Tuesday, March 4, 2008
Blue Light Special
This last weekend was a big weekend in my life and those around me. You never seem to prepare for such things and then once they are out there you try to figure out what steps to take next. Let me explain:
I went to the Doctor's office on Friday to discuss medication to help my high sugars as well as talk to him about my basal temperatures that he told me to track.
All last week I had been tracking what I ate, what my blood sugar levels were, how much weight I was loosing and how much exercise I got. I did a line graph of my blood sugars so that it was easier to see the peaks and such. My doctor took one look at it and said, "Yeah, you are diabetic." I was fortunately a little prepared for that as I had been researching all week and just before I got to the doctor's I had told Amy that Dr. Yeash was going to say that I was in fact Diabetic.
He was surprised that I was taking it so well, but said he can see that I have already been working on things and that I appear to be very organized. He even asked me for a copy of my charting so he could put it in my file.
He was then talking to me about Diabetes and pregnancy, and if I get pregnant, He said I will need to go on insulin. He then asked if it is possible that I could be. I told him that there is nothing stopping it, so at this point I transitioned into my basal charting.
He looked at the charts and informed me that there really doesn't appear to be a trend at all and I seem abnormal in this. I told him I have heard that I am abnormal from every possible doctor so that doesn't shock me.
While looking at the chart he tells me that if I ovulated when I said I did, then I should have started and might be pregnant. I just thought, "Whatever."
I went and did my blood tests and asked if they were running one for pregnancy which they weren't.
I went to the store and bought some tests just to see. I have taken several of these since being married and they all just had one DARK pink line. This time I took 2 and it had such a faint pink second line that I thought I was making it up or they were defective. I didn't say anything to Torrey and asked a few of my girlfriends and my sister to see what they thought. They informed me that a line is a line.
I still didn't want to tell Torrey in case it was wrong. He wants a baby so bad. My sister changed my mind though. She called to tell me that Torrey should get to go through this with me. She also mentioned that she had done some research and found out that a lot of people that are diabetic or close often find out when they are pregnant. I did further study to find out if often goes away after pregnancy. VERY HOPEFUL.

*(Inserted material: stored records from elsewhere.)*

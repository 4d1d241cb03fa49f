//! Static frequency model shared by both coders.

use std::collections::BTreeMap;
use std::fmt::{Debug, Display};

use crate::error::Error;
use crate::precision::{Decimal, Precision};
use crate::Result;

/// Anything with a total order that can be printed works as a symbol.
pub trait Symbol: Copy + Ord + Debug + Display + Send + Sync + 'static {}

impl<T> Symbol for T where T: Copy + Ord + Debug + Display + Send + Sync + 'static {}

#[derive(Clone, Copy, Debug, PartialEq, Eq)]
pub struct SymbolFrequency<S: Symbol> {
    pub symbol: S,
    pub frequency: usize,
}

impl<S: Symbol> From<(S, usize)> for SymbolFrequency<S> {
    fn from(value: (S, usize)) -> Self {
        Self {
            symbol: value.0,
            frequency: value.1,
        }
    }
}

/// Occurrence counts of every distinct symbol, never empty.
#[derive(Clone, Debug, PartialEq, Eq)]
pub struct FrequencyTable<S: Symbol> {
    counts: BTreeMap<S, usize>,
    total: usize,
}

impl<S: Symbol> FrequencyTable<S> {
    pub fn from_counts(symbols_and_frequencies: &[(S, usize)]) -> Result<Self> {
        if symbols_and_frequencies.is_empty() {
            return Err(Error::InvalidInput);
        }
        let mut counts = BTreeMap::new();
        for &(symbol, frequency) in symbols_and_frequencies {
            if frequency == 0 {
                return Err(Error::InvalidInput);
            }
            *counts.entry(symbol).or_insert(0) += frequency;
        }
        let total = counts.values().sum();
        Ok(Self { counts, total })
    }

    pub fn count(&self, symbol: &S) -> Option<usize> {
        self.counts.get(symbol).copied()
    }

    pub fn total(&self) -> usize {
        self.total
    }

    pub fn alphabet_size(&self) -> usize {
        self.counts.len()
    }

    pub fn is_degenerate(&self) -> bool {
        self.counts.len() == 1
    }

    /// Symbols in ascending order.
    pub fn iter(&self) -> impl Iterator<Item = SymbolFrequency<S>> + '_ {
        self.counts
            .iter()
            .map(|(&symbol, &frequency)| SymbolFrequency { symbol, frequency })
    }
}

#[derive(Clone, Copy, Debug, PartialEq, Eq)]
pub struct Interval {
    pub low: Decimal,
    pub high: Decimal,
}

impl Interval {
    pub fn contains(&self, value: Decimal) -> bool {
        self.low <= value && value < self.high
    }
}

/// Half-open intervals partitioning [0, 1), sorted by symbol.
#[derive(Clone, Debug, PartialEq, Eq)]
pub struct IntervalTable<S: Symbol> {
    entries: Vec<(S, Interval)>,
}

impl<S: Symbol> IntervalTable<S> {
    pub fn get(&self, symbol: &S) -> Option<&Interval> {
        self.entries
            .binary_search_by(|(probe, _)| probe.cmp(symbol))
            .ok()
            .map(|index| &self.entries[index].1)
    }

    /// The symbol whose interval contains `target`.
    pub fn find(&self, target: Decimal) -> Option<(S, &Interval)> {
        let index = self
            .entries
            .partition_point(|(_, interval)| interval.high <= target);
        let (symbol, interval) = self.entries.get(index)?;
        interval
            .contains(target)
            .then_some((*symbol, interval))
    }

    pub fn iter(&self) -> impl Iterator<Item = &(S, Interval)> {
        self.entries.iter()
    }

    pub fn len(&self) -> usize {
        self.entries.len()
    }

    pub fn is_empty(&self) -> bool {
        self.entries.is_empty()
    }
}

const DEFAULT_EPSILON: Decimal = Decimal::new(1, -10);

#[derive(Clone, Copy, Debug)]
pub struct FrequencyModel {
    precision: Precision,
    epsilon: Decimal,
}

impl FrequencyModel {
    pub fn new(precision: Precision) -> Self {
        Self {
            precision,
            epsilon: DEFAULT_EPSILON,
        }
    }

    /// Largest tolerated deviation of an interval width from the exact
    /// probability of its symbol. Precisions below 10 digits need a looser
    /// tolerance than the default.
    pub fn with_epsilon(self, epsilon: Decimal) -> Self {
        Self {
            epsilon: epsilon.abs(),
            ..self
        }
    }

    pub fn precision(&self) -> Precision {
        self.precision
    }

    pub fn build<S: Symbol>(&self, input: &[S]) -> Result<FrequencyTable<S>> {
        if input.is_empty() {
            return Err(Error::InvalidInput);
        }
        let mut counts = BTreeMap::new();
        for &symbol in input {
            *counts.entry(symbol).or_insert(0) += 1;
        }
        log::debug!(
            "Counted {} distinct symbols in {} input symbols",
            counts.len(),
            input.len()
        );
        Ok(FrequencyTable {
            counts,
            total: input.len(),
        })
    }

    pub fn intervals<S: Symbol>(&self, frequencies: &FrequencyTable<S>) -> Result<IntervalTable<S>> {
        let total = frequencies.total();
        let mut entries = Vec::with_capacity(frequencies.alphabet_size());
        let mut cumulative = 0;
        let mut low = Decimal::ZERO;
        for (position, sf) in frequencies.iter().enumerate() {
            cumulative += sf.frequency;
            let high = self
                .precision
                .ratio(cumulative, total)
                .ok_or(Error::InvalidInput)?;
            if high <= low {
                return Err(self.exhausted(position));
            }
            entries.push((sf.symbol, Interval { low, high }));
            low = high;
        }
        self.verify_partition(frequencies, &entries)?;
        Ok(IntervalTable { entries })
    }

    /// Boundaries come from exact cumulative counts, so the widths always
    /// telescope to 1. What rounding can distort is each single width, which
    /// is compared with the exact probability `count / total`.
    fn verify_partition<S: Symbol>(
        &self,
        frequencies: &FrequencyTable<S>,
        entries: &[(S, Interval)],
    ) -> Result<()> {
        let widest = Precision::widest();
        let total = frequencies.total();
        for (position, (sf, (_, interval))) in frequencies.iter().zip(entries).enumerate() {
            let probability = widest
                .ratio(sf.frequency, total)
                .ok_or(Error::InvalidInput)?;
            let width = widest.sub(interval.high, interval.low);
            let deviation = widest.sub(width, probability).abs();
            if deviation > self.epsilon {
                log::warn!(
                    "Width {} of {:?} deviates by {} from its probability {}",
                    width,
                    sf.symbol,
                    deviation,
                    probability
                );
                return Err(self.exhausted(position));
            }
        }
        Ok(())
    }

    fn exhausted(&self, position: usize) -> Error {
        Error::PrecisionExhausted {
            digits: self.precision.digits(),
            position,
        }
    }
}

impl Default for FrequencyModel {
    fn default() -> Self {
        Self::new(Precision::default())
    }
}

So, I went and got the Dad's rootbeer from the closet and the card from the drawer and gave him the test. He saw the line and instead of hugging and kissing me, he pet his dog. This caused a reaction because I wanted the attention and he told me that I had said not to kiss me because I had a cold sore. A friend of mine told me that this reaction was enough to determine pregnancy. It was a bit over reactive. I had time to sit with it and he was just learning with it and trying to keep it in check too.
I was bummed because I had it all planned how I wanted to tell him and it didn't work out.
On Monday we decided to go get a test that said yes or no and not fuss with the lines. We went to Kmart and while we were there, I LOVE to check clearance, there were maternity clothes on great clearance, so we decided to check while we were there and if I was, get the clothes cheap before I have to pay a ton. So, Torrey went and bought the test and I went to the bathroom. As I was reading the directions, I determined I didn't need to read them because the test popped up to say yes+. I showed Torrey and he started to cry and I started to laugh. A poor lady walked by and I think she thought we were nuts.
I told Torrey that is seems right we should find out at Kmart since I met him at Sateway in checkout lane 4.
All of this explains so much of what I had been feeling. I was afraid to be hopeful, but had bought some pregnancy clothes that were on sale at Target a week ago.
So, God used this baby and my husband to help me find the diabetes and get me in gear to take care of myself and work to get rid of it and be healthy.
Amy knew from the start so there wasn't much to say to her, Cristina I asked her if she would always have gum (just like how she told me with Christopher - from Friends) and mom and dad we told last night. We gave dad a goodbye card and asked if he was ready to start two hand waving to us when we leave (he does this for the grandkids when the leave) and we gave mom a card asking if she was ready to make us a sea shell blanket (she had made one when I was in HS and I told her I wanted one when I had a baby). The family know and work will get out fast as some friends know too.
We are not telling Torrey's family until Torrey's birthday where he will be sporting a #1 dad hat and a Greatest Dad T-Shirt if we can get our hands on one.
Oh, I also found out that my thyroid is not working anymore either so have to take meds for that.
Please pray with us as our desire is that I can stay home or at least work from home when we have this baby and right now it doesn't appear it can happen, but we are looking with eyes of flesh and not God's. He can do many things and we are open to see how He will work in our lives through this.